**** Data for the task ****

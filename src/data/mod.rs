//! Dashboard data: the charted window, latest-value slots and snapshots.
//!
//! ## Submodules
//!
//! - [`window`]: the bounded, forward-filled [`TimeSeriesWindow`]
//! - [`latest`]: overwrite-only slots ([`AuxiliaryLatest`], [`SensorReadings`])
//! - [`snapshot`]: [`DashboardSnapshot`], the copy handed to the presentation layer
//!
//! ## Data Flow
//!
//! ```text
//! MessageRouter::route(topic, payload)
//!        │
//!        ├──▶ SensorReadings::set (raw card value)
//!        ├──▶ TimeSeriesWindow::append (numeric readings only)
//!        └──▶ AuxiliaryLatest::set (free-text channels)
//!                     │
//!                     ▼
//!          DashboardSnapshot::capture()
//! ```

pub mod latest;
pub mod snapshot;
pub mod window;

pub use latest::{AuxiliaryLatest, SensorReadings};
pub use snapshot::DashboardSnapshot;
pub use window::{TimeSeriesWindow, TimeSlot, DEFAULT_WINDOW_SIZE};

****

Work request:
Beginning with the line that contains "pub use snapshot::DashboardSnapshot;", set down every line through the end of the data without change.

Solution to this task:
pub use snapshot::DashboardSnapshot;
pub use window::{TimeSeriesWindow, TimeSlot, DEFAULT_WINDOW_SIZE};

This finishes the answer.